Storytelling Is Paramount
We all know this. We are constantly reminded that to get the job done, give a good presentation, and really get your message across; we need to be great at storytelling. A great story makes your listener feel like they were there with you. A great story makes the listener draw a picture in their mind. A picture that works for them.
But they never tell you how to do it! They tell you you must tell stories, but they don’t tell you how! Either they don’t know themselves or they don’t want you to know.
There is a strategy to telling a great story and I’ve got it for you here.
How to Tell a Great Story.
Experts are constantly advising us to tell a great story. But how do we become proficient at storytelling? I train my clients to tell great stories & to have an arsenal of anecdotes. There are so many reasons for this.

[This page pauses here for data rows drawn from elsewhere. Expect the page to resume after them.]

use crate::document::Product;
use serde::{Deserialize, Serialize};

/// One product in the cart. Title and price are copied when first added.
#[derive(Debug, Clone, PartialEq, Serialize, Deserialize)]
#[serde(rename_all = "camelCase")]
pub struct CartLine {
    pub product_id: String,
    pub title: String,
    pub price: f64,
    pub qty: i64,
}

/// The local shopping cart, newest line first.
#[derive(Debug, Clone, Default, PartialEq, Serialize, Deserialize)]
#[serde(transparent)]
pub struct Cart {
    lines: Vec<CartLine>,
}

impl Cart {
    /// Add one unit; an existing line has its quantity bumped instead.
    pub fn add(&mut self, product: &Product) {
        if let Some(line) = self.lines.iter_mut().find(|l| l.product_id == product.id) {
            line.qty += 1;
            return;
        }
        self.lines.insert(
            0,
            CartLine {
                product_id: product.id.clone(),
                title: product.title.clone(),
                price: product.price,
                qty: 1,
            },
        );
    }

    pub fn remove(&mut self, product_id: &str) {
        self.lines.retain(|l| l.product_id != product_id);
    }

    pub fn lines(&self) -> &[CartLine] {
        &self.lines
    }

    pub fn is_empty(&self) -> bool {
        self.lines.is_empty()
    }

    pub fn total(&self) -> f64 {
        self.lines.iter().map(|l| l.price * l.qty as f64).sum()
    }

    pub fn clear(&mut self) {
        self.lines.clear();
    }
}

Not the least of which is that it causes people to open up to you.
Sounds counter-intuitive, right? Experts are always telling you to ask people questions. Telling a good story makes people want to communicate with you. Peppering them with questions makes them clam up.
That’s why storytelling is so compelling. When you tell great (short) stories, you compel people to tell a related story. Being a great storyteller is part of being a great leader.
When you meet someone for the first time, would you rather they ask you a bunch of mundane, hackneyed questions (like, “Where are you from?”, “What do you do?”, etc.) or entertain you with a fun, relate-able story? Instant relationship developer right there!
That’s what it’s all about, right? It’s all about developing strong, successful relationships in your professional & personal lives.
Here’s how I do it:
Design your story.
Take notes throughout your life of stories that are relevant to your message. Or just to things that make you have an emotion. Anecdotal tales are fantastic but not necessary.
Whether they’re able to take notes or not, I ask my clients to record themselves rambling on about their topic. I mean it. I want your first story to be a terrible representation of your message.
Just like when you’re in college & you know you have a paper due in 3 months, but you don’t work on it until the day before it’s due. My advice to you is to start in September and shoot for a C paper. Write that in September. Then sit down again in October & make it a B. By November, you’ve got an A+.
Then we listen to the recording & pull out all the essential elements of the story. We organize them most effectively. You start with something that’s going to tie into the ending. To draw people in.
Focus on the ending.
Make sure your ending packs a punch. Don’t be compelled to say, “That’s my story.” or “That’s all I have to say about that.” Make sure you’ve weaved in your call-to-action.
If the ending comes full circle from your introduction that’s a win-win.
When Storytelling-Make it Short & Concise.
DO NOT USE TOO MANY DETAILS!
Much of the advice I’ve read out there recommends lots of details. I disagree wholeheartedly. When we listen to a story, we see the story in our mind the way it makes us happy.
Leave in all necessary elements, but don’t give too many details. You want your listener to be an active participant in the story & letting them draw their own picture is critical. It allows them to ask important questions.
These techniques apply to interviews, meetings with your boss, team, venture capitalists, small talk, everyone who needs to see things your way. In all communicative situations, you should have remarkable stories.
Boring people to tears is never a good communication skill to practice. Always leave your listeners wanting more from you. A good anecdote is 15-45 seconds. Stories for presentations can be a bit longer.
I like the TEDx 15 minutes. If you can pack a punch in 10 or 15 minutes you’re doing yourself & your listeners a considerable favor.